I hate to say it, but Kylie Minogue stands out for me. Surely she is sufficiently culturally important. Perhaps also the The Ashes. I would support Eureka Stockade, but I don't know if we could convince the rest of the world. Snottygobble 01:48, 16 June 2006 (UTC)
I'd agree that those pointed out by Snottygobble would make for good nominations.--cj | talk 02:04, 16 June 2006 (UTC)
I have seen Kylie Minogue used as a Feature Article. I would think that we could make a good case for the importance of the Eureka Stockade in Australian history to warrant a Feature Article if its quality was up to scratch. We have good Featured Articles on much more obscure topics than that. Capitalistroadster 03:12, 16 June 2006 (UTC)
Regarding timing, the Ashes would be good for November and the Eureka Stockade would be good for December 3 or thereabouts.
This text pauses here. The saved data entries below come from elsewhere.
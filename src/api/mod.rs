//! High-level, ergonomic library API: run the full two-epoch change workflow
//! against any [`TileArchive`], then derive the export request and display
//! layers from its result. Prefer these entrypoints over the per-stage
//! processing modules when integrating CANOPYDIFF.
use std::sync::Arc;

use tracing::info;

use crate::core::archive::TileArchive;
use crate::core::export::{DisplayLayer, ExportRequest};
use crate::core::params::ChangeParams;
use crate::core::processing::change::{ChangeSummary, difference};
use crate::core::processing::clip::clip;
use crate::core::processing::colorize::VisParams;
use crate::core::processing::pipeline::{EpochProducts, process_epoch};
use crate::core::raster::{GridSpec, Raster};
use crate::core::region::{DateRange, RegionOfInterest};
use crate::error::Result;

/// Every product of one change-detection run.
#[derive(Debug, Clone)]
pub struct ChangeResult {
    /// Working grid shared by both epochs
    pub grid: GridSpec,
    pub earlier: EpochProducts,
    pub later: EpochProducts,
    /// `later - earlier` over the whole grid
    pub difference: Raster,
    /// `difference` clipped to the region of interest
    pub clipped: Arc<Raster>,
    pub roi: RegionOfInterest,
    pub summary: ChangeSummary,
}

/// Run both epochs onto a common grid, difference them and clip to `roi`.
///
/// Without `roi` the result is clipped to the bounding box of `params`. A
/// working grid larger than `params.max_grid_pixels` fails with
/// [`Error::PixelBudgetExceeded`](crate::Error::PixelBudgetExceeded). The
/// two epoch branches run concurrently; the archive only needs to be `Sync`.
pub fn detect_canopy_change<A: TileArchive + ?Sized>(
    archive: &A,
    params: &ChangeParams,
    roi: Option<&RegionOfInterest>,
) -> Result<ChangeResult> {
    let grid = params.working_grid()?;
    info!(
        "Canopy change over {}: {} vs {} on {}",
        params.region, params.earlier, params.later, grid
    );

    let (earlier, later) = rayon::join(
        || process_epoch(archive, params, &params.earlier, "earlier", grid),
        || process_epoch(archive, params, &params.later, "later", grid),
    );
    let (earlier, later) = (earlier?, later?);

    let difference = difference(&earlier.mask, &later.mask)?;
    let roi = match roi {
        Some(roi) => roi.clone(),
        None => RegionOfInterest::from_bbox(&params.region),
    };
    let clipped = Arc::new(clip(&difference, &roi));
    let summary = ChangeSummary::from_difference(&clipped)?;
    info!("Canopy change inside region: {}", summary);

    Ok(ChangeResult {
        grid,
        earlier,
        later,
        difference,
        clipped,
        roi,
        summary,
    })
}

/// Export request for the clipped difference over the bounding box of
/// `params`, using its scale, ceiling, description and style.
pub fn build_export(result: &ChangeResult, params: &ChangeParams) -> Result<ExportRequest> {
    ExportRequest::builder(
        Arc::clone(&result.clipped),
        RegionOfInterest::from_bbox(&params.region),
    )
    .scale(params.export.scale)
    .max_pixels(params.export.max_pixels)
    .description(params.export.description.clone())
    .style(params.style.clone())
    .build()
}

/// Display layers: vegetation cover of each epoch, then the change layer.
pub fn display_layers(result: &ChangeResult, params: &ChangeParams) -> Result<Vec<DisplayLayer>> {
    let cover = |epoch: &EpochProducts, range: &DateRange| {
        DisplayLayer::new(
            epoch.mask.clone(),
            result.roi.clone(),
            VisParams::vegetation(),
            format!("Vegetation cover {}", range),
        )
    };
    Ok(vec![
        cover(&result.earlier, &params.earlier)?,
        cover(&result.later, &params.later)?,
        DisplayLayer::new(
            Arc::clone(&result.clipped),
            result.roi.clone(),
            params.style.clone(),
            format!(
                "Vegetation difference {} to {}",
                params.earlier.start(),
                params.later.start()
            ),
        )?,
    ])
}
Capitalistroadster 03:25, 16 June 2006 (UTC)
All the articles on Andjam's list are already FAs; the issue is whether they merit inclusion in Version 0.5. Snottygobble 03:29, 16 June 2006 (UTC)
All three for mine then. Capitalistroadster 04:13, 16 June 2006 (UTC)


This article on the well-known sweet maker was nominated for speedy deletion. I have removed the nomination and moved it from Mac Robertson's. I have tidied it up a bit, added categories and a stub put a cleanup notice on it. I was seeking feedback as to whether that was the most appropriate name for it. Capitalistroadster 04:13, 16 June 2006 (UTC)

I'd suggest MacRobertson (company). MacRobertson's is the possessive for their sweets and chocs Steve 04:24, 16 June 2006 (UTC)

Thomas McCosker

The article Thomas McCosker was recently proposed for deletion, which was subsequently contested. Would anyone be interested in having a look at the article and giving their view on his noteworthiness, and how the article can be improved? Thanks, Andjam 04:07, 18 June 2006 (UTC)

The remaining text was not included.